= Beginning of Section =

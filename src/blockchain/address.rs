//! Address parsing with EIP-55 checksum enforcement.
//!
//! A hex body that is entirely lowercase or entirely uppercase carries no
//! checksum and is accepted as-is. Any mixed-case body must match the
//! EIP-55 rendering exactly.

use alloy::primitives::Address;

use crate::blockchain::types::{TransferError, TransferResult};

/// Parse and validate an address string.
pub fn parse_address(input: &str) -> TransferResult<Address> {
    let invalid = || TransferError::InvalidAddress {
        input: input.to_string(),
    };

    let body = input
        .strip_prefix("0x")
        .or_else(|| input.strip_prefix("0X"))
        .unwrap_or(input);

    if body.len() != 40 || !body.bytes().all(|b| b.is_ascii_hexdigit()) {
        return Err(invalid());
    }

    let has_lower = body.bytes().any(|b| b.is_ascii_lowercase());
    let has_upper = body.bytes().any(|b| b.is_ascii_uppercase());

    if has_lower && has_upper {
        Address::parse_checksummed(format!("0x{body}"), None).map_err(|_| invalid())
    } else {
        body.parse::<Address>().map_err(|_| invalid())
    }
}

/// Render an address in its checksummed form.
pub fn to_checksum(address: &Address) -> String {
    address.to_checksum(None)
}
//! Chain-specific types and error definitions.

use alloy::primitives::{TxHash, B256};
use serde::Serialize;
use thiserror::Error;

/// Chain ID type for strong typing.
#[derive(Debug, Clone, Copy, PartialEq, Eq, Hash)]
pub struct ChainId(pub u64);

impl From<u64> for ChainId {
    fn from(id: u64) -> Self {
        Self(id)
    }
}

impl From<ChainId> for u64 {
    fn from(id: ChainId) -> Self {
        id.0
    }
}

/// Errors raised by the JSON-RPC transport.
#[derive(Debug, Clone, Error, PartialEq, Eq)]
pub enum RpcError {
    /// The node answered with a JSON-RPC error object.
    #[error("node rejected request (code {code}): {message}")]
    Rejected { code: i64, message: String },

    /// Connection, HTTP or serialization failure.
    #[error("transport error: {0}")]
    Transport(String),

    /// No response within the configured deadline.
    #[error("RPC timeout after {0} seconds")]
    Timeout(u64),

    /// The node answered, but the payload could not be interpreted.
    #[error("malformed response: {0}")]
    Malformed(String),

    /// A node refused the request after an earlier node may already have
    /// accepted it.
    #[error("inconclusive: {0}")]
    Inconclusive(String),
}

impl RpcError {
    /// True when the node itself refused the request.
    pub fn is_rejection(&self) -> bool {
        matches!(self, RpcError::Rejected { .. })
    }

    /// True when the node simulated or executed the call and it reverted.
    pub fn is_revert(&self) -> bool {
        match self {
            RpcError::Rejected { code, message } => {
                *code == 3 || message.to_ascii_lowercase().starts_with("execution reverted")
            }
            _ => false,
        }
    }

    /// True when the node refused a raw transaction because it already
    /// holds it.
    pub fn is_already_known(&self) -> bool {
        match self {
            RpcError::Rejected { message, .. } => {
                let message = message.to_ascii_lowercase();
                KNOWN_TRANSACTION_MESSAGES
                    .iter()
                    .any(|known| message.contains(known))
            }
            _ => false,
        }
    }
}

/// Duplicate-submission errors as phrased by geth, erigon, besu and nethermind.
const KNOWN_TRANSACTION_MESSAGES: &[&str] = &[
    "already known",
    "known transaction",
    "alreadyknown",
    "already imported",
];

/// Failures while assembling a transaction.
#[derive(Debug, Clone, Error, PartialEq, Eq)]
pub enum BuildError {
    /// The node simulated the call and it reverted.
    #[error("gas estimation reverted: {reason}")]
    EstimationReverted { reason: String },

    /// The node returned a zero gas estimate.
    #[error("gas estimate was zero")]
    ZeroGasEstimate,

    /// A value does not fit the width the ledger encoding uses.
    #[error("{field} does not fit in {bits} bits")]
    FieldOverflow { field: &'static str, bits: u32 },

    /// Both a native value and a call payload were supplied.
    #[error("transaction carries both a value transfer and a call payload")]
    AmbiguousCallKind,
}

/// Failures while signing. Never retried.
#[derive(Debug, Clone, Error, PartialEq, Eq)]
pub enum SigningError {
    /// The key material could not be parsed into a secp256k1 scalar.
    #[error("invalid private key: {0}")]
    InvalidKey(String),

    /// The key environment variable is missing.
    #[error("environment variable {0} not set")]
    MissingKey(String),

    /// The transaction's sender is not the key's address.
    #[error("sender {sender} does not match signing key address {key_address}")]
    SenderMismatch { sender: String, key_address: String },

    /// ECDSA failed or the signature did not recover to the signer.
    #[error("signature is not recoverable: {0}")]
    Unrecoverable(String),

    /// Raw bytes could not be decoded back into a signed transaction.
    #[error("cannot decode raw transaction: {0}")]
    Decode(String),
}

/// Errors that can occur during a token transfer.
#[derive(Debug, Clone, Error, PartialEq, Eq)]
pub enum TransferError {
    /// An address failed checksum or format validation.
    #[error("invalid address: {input}")]
    InvalidAddress { input: String },

    /// A chain-state read failed.
    #[error("chain query {operation} failed: {reason}")]
    ChainQuery {
        operation: &'static str,
        reason: String,
    },

    #[error("build error: {0}")]
    Build(#[from] BuildError),

    #[error("signing error: {0}")]
    Signing(#[from] SigningError),

    /// The node refused the raw transaction.
    #[error("broadcast rejected: {reason}")]
    BroadcastRejected { reason: String },

    /// The submission failed at the transport level; the node may have the
    /// transaction anyway.
    #[error("broadcast of {tx_hash} failed, outcome unknown: {reason}")]
    BroadcastIndeterminate { tx_hash: TxHash, reason: String },

    /// The transaction was mined with a failure status.
    #[error("transaction {tx_hash} reverted")]
    TransactionReverted {
        tx_hash: TxHash,
        block_number: Option<u64>,
    },

    /// No receipt within the attempt budget.
    #[error("transaction {tx_hash} not confirmed after {attempts} attempts")]
    ConfirmationTimeout { tx_hash: TxHash, attempts: u32 },

    /// The caller cancelled the operation.
    #[error("transfer cancelled")]
    CancellationRequested { tx_hash: Option<TxHash> },
}

/// Whether a failed transfer reached the network.
#[derive(Debug, Clone, Copy, PartialEq, Eq)]
pub enum Broadcast {
    /// Nothing was sent. Safe to retry with a fresh nonce.
    Never,
    /// The submission may have reached the node.
    Maybe,
    /// The node accepted the transaction.
    Yes,
}

impl TransferError {
    /// Classify the error by how far the transaction got.
    pub fn was_broadcast(&self) -> Broadcast {
        match self {
            TransferError::InvalidAddress { .. }
            | TransferError::ChainQuery { .. }
            | TransferError::Build(_)
            | TransferError::Signing(_)
            | TransferError::BroadcastRejected { .. } => Broadcast::Never,
            TransferError::BroadcastIndeterminate { .. } => Broadcast::Maybe,
            TransferError::TransactionReverted { .. } | TransferError::ConfirmationTimeout { .. } => {
                Broadcast::Yes
            }
            TransferError::CancellationRequested { tx_hash } => {
                if tx_hash.is_some() {
                    Broadcast::Yes
                } else {
                    Broadcast::Never
                }
            }
        }
    }

    /// Hash of the transaction, if one was submitted.
    pub fn tx_hash(&self) -> Option<TxHash> {
        match self {
            TransferError::BroadcastIndeterminate { tx_hash, .. }
            | TransferError::TransactionReverted { tx_hash, .. }
            | TransferError::ConfirmationTimeout { tx_hash, .. } => Some(*tx_hash),
            TransferError::CancellationRequested { tx_hash } => *tx_hash,
            _ => None,
        }
    }
}

/// Result type for transfer operations.
pub type TransferResult<T> = Result<T, TransferError>;

/// Execution status reported by a receipt.
#[derive(Debug, Clone, Copy, PartialEq, Eq, Serialize)]
#[serde(rename_all = "lowercase")]
pub enum ReceiptStatus {
    Success,
    Failure,
}

/// A mined transaction's receipt.
#[derive(Debug, Clone, PartialEq, Eq, Serialize)]
pub struct Receipt {
    pub tx_hash: TxHash,
    pub status: ReceiptStatus,
    pub block_number: Option<u64>,
    pub block_hash: Option<B256>,
    pub gas_used: u64,
}

/// Confirmation state machine.
#[derive(Debug, Clone, Copy, PartialEq, Eq)]
pub enum ConfirmationState {
    /// No receipt yet.
    Pending,
    Confirmed,
    Failed,
    TimedOut,
    /// Cancelled at a poll boundary.
    Cancelled,
}

impl ConfirmationState {
    pub fn is_terminal(self) -> bool {
        !matches!(self, ConfirmationState::Pending)
    }
}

= End of Section =

Return each line of the material above that holds the string "Copy".

#[derive(Debug, Clone, Copy, PartialEq, Eq, Hash)]
#[derive(Debug, Clone, Copy, PartialEq, Eq)]
#[derive(Debug, Clone, Copy, PartialEq, Eq, Serialize)]
#[derive(Debug, Clone, Copy, PartialEq, Eq)]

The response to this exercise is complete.